Il messaggio della montagna, ci viene detto fin dal primissimo capitolo, è << troppo lento per l’impazienza della nostra epoca >>, e l’organizzazione de La Montagna Vivente sta a dimostrarlo; i suoi 12 capitoli sono affettuosamente distesi, scarni eppure a tratti estremamente dettagliati. Come chi cammina e osserva un paesaggio ed è a tratti catturato da un suo elemento e giunge a percepirlo nei suoi dettagli più fini, così Nan si concede talvolta lunghe digressioni, in cui prova disperatamente a descrivere l’uno o l’altro fenomeno, l’una o l’altra piantina, l’una o l’altra sensazione tattile. L’autrice sa di essere destinata a perdere questa battaglia tra la natura e le parole usate per descriverla e rendicontarla, ma questo non la trattiene dal condividere il proprio tentativo: il risultato sono pagine salubri, dinamiche e limpide come acqua di ruscello, o, al contrario, immote e minacciose come quella di un loch di montagna.

Nella maggior parte dei casi lo spunto naturalistico conserva un suo valore essenziale; per Nan è importante riferire che in quel punto dell’altopiano la sua mano si è posata su un cespuglio di erica e ha provato quella sensazione, perchè ciò rappresenta un tassello del suo intimo rapporto con la montagna. In altre occasioni, però, Shepherd ci sbalordisce allargando improvvisamente la prospettiva: si verifica come un’estasi, una improvvisa sospensione del reale che è anche una sua amplificazione. Il corpo esce dalla mente ed è solamente corpo; la mente svuotata dal corpo si impadronisce della liscia durezza della roccia. Sono quei momenti in cui la gioiosa fatica della relazione viene riempita di significato; in cui la montagna accorda alla donna che la vive una grazia ultima e non completamente figurabile in parole.

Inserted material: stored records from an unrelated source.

//! core/ttest.rs — Welch two-sample t-test for the BCG vs field enhancement.
//!
//! Unequal variances are the norm here (the BCG fractions scatter far more
//! than the field ones), so the Welch form with Welch–Satterthwaite degrees
//! of freedom is used rather than the pooled-variance test.

use crate::core::stats::{mean, student_t_two_sided, variance};
use crate::error::{AnalysisError, Result};
use serde::Serialize;

#[derive(Clone, Copy, Debug, Serialize)]
pub struct WelchTTest {
    pub t_statistic: f64,
    pub p_value: f64,
    /// Welch–Satterthwaite effective degrees of freedom.
    pub df: f64,
    pub n_a: usize,
    pub n_b: usize,
}

/// Two-sided Welch t-test of mean(a) vs mean(b).
pub fn welch_t_test(a: &[f64], b: &[f64]) -> Result<WelchTTest> {
    for (seq, label) in [(a, "first"), (b, "second")] {
        if seq.len() < 2 {
            return Err(AnalysisError::InsufficientData {
                needed: 2,
                got: seq.len(),
            });
        }
        if seq.iter().any(|v| !v.is_finite()) {
            return Err(AnalysisError::InvalidInput(format!(
                "{label} sample contains NaN or Inf"
            )));
        }
    }

    let (na, nb) = (a.len() as f64, b.len() as f64);
    let (va, vb) = (variance(a), variance(b));
    let sa = va / na;
    let sb = vb / nb;
    if sa + sb <= 0.0 {
        return Err(AnalysisError::DegenerateInput(
            "both samples have zero variance".into(),
        ));
    }

    let t = (mean(a) - mean(b)) / (sa + sb).sqrt();
    let df = (sa + sb) * (sa + sb) / (sa * sa / (na - 1.0) + sb * sb / (nb - 1.0));

    Ok(WelchTTest {
        t_statistic: t,
        p_value: student_t_two_sided(t, df),
        df,
        n_a: a.len(),
        n_b: b.len(),
    })
}
//! analysis.rs — The one-shot statistics pipeline.
//!
//! Everything here is pure computation over the literature catalog: validate,
//! derive, correlate, fit. Nothing is written to disk until the whole summary
//! has been produced, so a failing run leaves no partial output behind.

use crate::catalog::{self, Category};
use crate::config::AnalysisConfig;
use crate::core::derived::{self, DerivedRecord};
use crate::core::powerlaw::{self, PowerLawFit};
use crate::core::spearman::{self, SpearmanResult};
use crate::core::stats::{mean, median};
use crate::core::ttest::{self, WelchTTest};
use crate::core::unified::{self, UnifiedRelation};
use crate::error::Result;
use serde::Serialize;
use tracing::{debug, info};

#[derive(Clone, Debug, Serialize)]
pub struct GroupSummary {
    pub n: usize,
    pub mean_fraction: f64,
    pub median_fraction: f64,
}

/// Leave-one-out result tagged with the galaxy it removed.
#[derive(Clone, Debug, Serialize)]
pub struct NamedExclusion {
    pub name: String,
    pub spearman: SpearmanResult,
    pub delta_rho: f64,
    pub fraction_fit: PowerLawFit,
}

#[derive(Clone, Debug, Serialize)]
pub struct AnalysisSummary {
    pub field_baseline: f64,
    pub bcg: GroupSummary,
    pub field: GroupSummary,
    /// mean BCG fraction over mean field fraction.
    pub enhancement_factor: f64,
    pub welch: WelchTTest,
    /// Spearman of (cluster mass, mass fraction) over the BCGs.
    pub spearman_full: SpearmanResult,
    /// The configured headline exclusion (Phoenix A by default), when the
    /// named galaxy is present in the BCG sample.
    pub headline_exclusion: Option<NamedExclusion>,
    /// The exclusion that moves rho the most, found by a full scan.
    pub most_influential: NamedExclusion,
    /// Power-law fit of mass fraction vs cluster mass over the BCGs.
    pub fraction_fit: PowerLawFit,
    pub unified: UnifiedRelation,
    /// Significance threshold the report labels against.
    pub alpha: f64,
    /// All 22 derived records, BCGs first.
    pub derived: Vec<DerivedRecord>,
}

impl AnalysisSummary {
    pub fn bcg_records(&self) -> impl Iterator<Item = &DerivedRecord> {
        self.derived
            .iter()
            .filter(|d| d.record.category == Category::Bcg)
    }

    pub fn field_records(&self) -> impl Iterator<Item = &DerivedRecord> {
        self.derived
            .iter()
            .filter(|d| d.record.category == Category::Field)
    }
}

/// Run the full pipeline over the built-in literature catalog.
pub fn run(config: &AnalysisConfig) -> Result<AnalysisSummary> {
    let records = catalog::full_sample();
    catalog::validate_all(&records)?;
    info!(
        bcg = records.iter().filter(|r| r.category == Category::Bcg).count(),
        field = records.iter().filter(|r| r.category == Category::Field).count(),
        "catalog validated"
    );

    let baseline = derived::field_baseline(&records)?;
    let derived = derived::derive_all(&records, baseline)?;
    debug!(baseline, "field baseline fraction");

    let bcg_fractions: Vec<f64> = derived
        .iter()
        .filter(|d| d.record.category == Category::Bcg)
        .map(|d| d.mass_fraction)
        .collect();
    let field_fractions: Vec<f64> = derived
        .iter()
        .filter(|d| d.record.category == Category::Field)
        .map(|d| d.mass_fraction)
        .collect();
    let cluster_masses: Vec<f64> = derived
        .iter()
        .filter(|d| d.record.category == Category::Bcg)
        .map(|d| d.record.m_host)
        .collect();
    let bcg_names: Vec<&str> = derived
        .iter()
        .filter(|d| d.record.category == Category::Bcg)
        .map(|d| d.record.name)
        .collect();

    let welch = ttest::welch_t_test(&bcg_fractions, &field_fractions)?;
    let spearman_full = spearman::spearman(&cluster_masses, &bcg_fractions)?;
    let fraction_fit = powerlaw::fit(&cluster_masses, &bcg_fractions)?;

    let named_exclusion = |idx: usize| -> Result<NamedExclusion> {
        let sp = spearman::spearman_excluding(&cluster_masses, &bcg_fractions, idx)?;
        Ok(NamedExclusion {
            name: bcg_names[idx].to_string(),
            spearman: sp,
            delta_rho: sp.rho - spearman_full.rho,
            fraction_fit: powerlaw::fit_excluding(&cluster_masses, &bcg_fractions, idx)?,
        })
    };

    let headline_exclusion = bcg_names
        .iter()
        .position(|&n| n == config.stats.headline_exclusion)
        .map(&named_exclusion)
        .transpose()?;

    let (_, top_idx) = spearman::most_influential(&cluster_masses, &bcg_fractions)?;
    let most_influential = named_exclusion(top_idx)?;

    let unified = unified::unified_relation(&derived)?;

    Ok(AnalysisSummary {
        field_baseline: baseline,
        bcg: GroupSummary {
            n: bcg_fractions.len(),
            mean_fraction: mean(&bcg_fractions),
            median_fraction: median(&bcg_fractions),
        },
        field: GroupSummary {
            n: field_fractions.len(),
            mean_fraction: mean(&field_fractions),
            median_fraction: median(&field_fractions),
        },
        enhancement_factor: mean(&bcg_fractions) / baseline,
        welch,
        spearman_full,
        headline_exclusion,
        most_influential,
        fraction_fit,
        unified,
        alpha: config.stats.alpha,
        derived,
    })
}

Come leggere La Montagna Vivente, e perchè farlo? Situazione difficile, quella di trovarsi a consigliare un testo così dichiaratamente inattuale.  Ci vogliono tempo e disponibilità d’animo per gustarsi il gelo e la rapidità della nebbia; per apprezzare il silenzio eterno di una vallata in inverno; per immergersi, come racconta Shepherd, in acque così fredde da mozzare momentaneamente fiato e pensieri. Bisogna calcare gli stessi sentieri molte volte per riconoscere i segni del passaggio di un cervo, e bisogna condividere almeno parzialmente l’aerea essenza del falco per saperne aspettare la comparsa e interpretare il volo. Forse però è possibile ovunque e in qualsiasi momento allenare i sensi a sentire meglio il mondo, e La Montagna Vivente è una mappa per l’ascolto.